Bank of America stock proves that you cannot rely on politics for your investments
Our previous article on the subject, titled “Bank of America: A Good Long-Term Bet?” was published on August 24th, 2016. Two and a half months before Donald Trump’s election for president, while the stock was trading near $15.30, the Elliott Wave Principle was already preparing us for a major rally in BAC. Now, everyone calls it “the Trump rally” and financial stocks have been among the biggest beneficiaries. Bank of America, in particular, rose from $17 to as high as $25.80 between election day and March 2nd, 2017.
However, shares tumbled to $22.45 yesterday. According to mainstream media, it is because the Trump rally was “waning“. OK, fine. It looks like everything could be explained with Trump, if you really want to. But since you already saw that Bank of America was going to rise with or without Trump, let’s see what we should expect from now. The next chart allows us to examine the Trump rally through an Elliott Wave perspective.

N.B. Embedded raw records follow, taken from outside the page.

use std::error::Error;
use std::io::{self, BufRead, Write};
use std::path::PathBuf;

use clap::Parser;
use log::debug;

use income_seeder::error::SeedError;
use income_seeder::seed::{
    parse_count, SeedConfig, SeedOutcome, Seeder, DEFAULT_OUTPUT_DIR, NOTHING_TO_GENERATE,
};

#[derive(Parser)]
#[clap(author, version, about = "Generates a SQL seed file of random income records", long_about = None)]
struct Cli {
    /// Number of income records to generate. Prompted for when omitted
    #[clap(allow_hyphen_values = true)]
    pub(crate) count: Option<String>,

    /// Directory the seed file is written to
    #[clap(long, default_value = DEFAULT_OUTPUT_DIR)]
    pub(crate) output_dir: PathBuf,

    /// Also write the generated records to a CSV file next to the SQL file
    #[clap(long)]
    pub(crate) csv: bool,
}

fn prompt_count(input: &mut impl BufRead, out: &mut impl Write) -> io::Result<String> {
    write!(out, "Enter the number of income records: ")?;
    out.flush()?;
    let mut line = String::new();
    input.read_line(&mut line)?;
    Ok(line)
}

fn run(cli: Cli, input: &mut impl BufRead, out: &mut impl Write) -> Result<(), Box<dyn Error>> {
    let line = match cli.count {
        Some(count) => count,
        None => prompt_count(input, out)?,
    };
    let count = match parse_count(&line) {
        Ok(count) => count,
        Err(err @ SeedError::InvalidCount(_)) => {
            writeln!(out, "{}", err)?;
            return Ok(());
        }
        Err(err) => return Err(err.into()),
    };

    let mut config = SeedConfig::new(count);
    config.output_dir = cli.output_dir;
    config.write_csv = cli.csv;
    debug!("Seeding with {:?}", config);

    match Seeder::new(config).run(&mut rand::thread_rng())? {
        SeedOutcome::Nothing => writeln!(out, "{}", NOTHING_TO_GENERATE)?,
        SeedOutcome::Written(summary) => writeln!(out, "{}", summary)?,
    }

    Ok(())
}

fn main() -> Result<(), Box<dyn Error>> {
    env_logger::init();
    let cli = Cli::parse();
    run(cli, &mut io::stdin().lock(), &mut io::stdout().lock())
}

#[cfg(test)]
mod tests {
    use super::*;
    use tempfile::TempDir;

    fn run_with(args: &[&str], stdin: &str, dir: &TempDir) -> (Result<(), Box<dyn Error>>, String) {
        let output_dir = dir.path().join("seeds");
        let mut argv = vec![
            "income-seeder-cli",
            "--output-dir",
            output_dir.to_str().unwrap(),
        ];
        argv.extend_from_slice(args);
        let cli = Cli::try_parse_from(argv).unwrap();
        let mut out = Vec::new();
        let res = run(cli, &mut stdin.as_bytes(), &mut out);
        (res, String::from_utf8(out).unwrap())
    }

    fn sql_files(dir: &TempDir) -> usize {
        std::fs::read_dir(dir.path().join("seeds"))
            .map(|entries| {
                entries
                    .filter_map(Result::ok)
                    .filter(|entry| entry.path().extension().map_or(false, |ext| ext == "sql"))
                    .count()
            })
            .unwrap_or(0)
    }

    #[test]
    fn test_run_invalid_input() {
        let dir = TempDir::new().unwrap();
        let (res, out) = run_with(&["abc"], "", &dir);
        assert!(res.is_ok());
        assert_eq!(out, "Invalid input. Please enter an integer.\n");
        assert!(!dir.path().join("seeds").exists());
    }

    #[test]
    fn test_run_non_positive_counts() {
        for count in ["0", "-5"] {
            let dir = TempDir::new().unwrap();
            let (res, out) = run_with(&[count], "", &dir);
            assert!(res.is_ok());
            assert_eq!(out, format!("{}\n", NOTHING_TO_GENERATE));
            assert_eq!(sql_files(&dir), 0);
        }
    }

    #[test]
    fn test_run_prompts_when_count_missing() {
        let dir = TempDir::new().unwrap();
        let (res, out) = run_with(&[], "nope\n", &dir);
        assert!(res.is_ok());
        assert_eq!(
            out,
            "Enter the number of income records: Invalid input. Please enter an integer.\n"
        );

        let (res, out) = run_with(&[], " 3\n", &dir);
        assert!(res.is_ok());
        assert!(out.starts_with("Enter the number of income records: ✓ SQL file generated"));
        assert!(out.contains("✓ Contains 3 income records"));
        assert!(dir.path().join("seeds").join("seed_income_3_records.sql").exists());
    }

    #[test]
    fn test_run_writes_seed_file() {
        let dir = TempDir::new().unwrap();
        let (res, out) = run_with(&["4"], "", &dir);
        assert!(res.is_ok());
        assert!(out.contains("✓ Contains 4 income records"));
        assert_eq!(sql_files(&dir), 1);
    }

    #[test]
    fn test_run_count_too_large() {
        let dir = TempDir::new().unwrap();
        let (res, out) = run_with(&["99999999999999999999"], "", &dir);
        assert!(res.is_err());
        assert!(out.is_empty());
        assert_eq!(sql_files(&dir), 0);
    }

    #[test]
    fn test_cli_defaults() {
        let cli = Cli::try_parse_from(["income-seeder-cli"]).unwrap();
        assert!(cli.count.is_none());
        assert_eq!(cli.output_dir, PathBuf::from("seeds"));
        assert!(!cli.csv);
    }

    #[test]
    fn test_cli_negative_count() {
        let cli = Cli::try_parse_from(["income-seeder-cli", "-5"]).unwrap();
        assert_eq!(cli.count.as_deref(), Some("-5"));
        assert_eq!(parse_count(cli.count.as_deref().unwrap()).unwrap(), -5);
    }

    #[test]
    fn test_cli_options() {
        let cli =
            Cli::try_parse_from(["income-seeder-cli", "--output-dir", "out", "--csv", "25"])
                .unwrap();
        assert_eq!(cli.count.as_deref(), Some("25"));
        assert_eq!(cli.output_dir, PathBuf::from("out"));
        assert!(cli.csv);
    }
}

It seems the rally Trump is so proud of, was nothing more than a natural third wave within a five-wave impulse. That third wave, labeled as (iii), ended at $25.80, so the current pullback is supposed to be wave (iv). The bears would probably test the lower line of the price channel, before the bulls return and lift Bank of America again in wave (v) of 1 of (3). When this happens we are likely going to hear that the Trump rally has resumed. Unfortunately, if this is the correct count, it would cool off again very soon, since every impulse is followed by a three-wave correction in the opposite direction. In this case, a retracement in wave 2 should follow, before Bank of America’s uptrend could really continue in wave 3 of (3).
- Bank of America was supposed to jump anyway
- The current drop is not Trump’s fault, either.
- BAC is still in a long-term uptrend
So, if you want to continue having no idea what is happening in the stock market, watch what Trump is doing. If not, give the Elliott Wave principle a chance.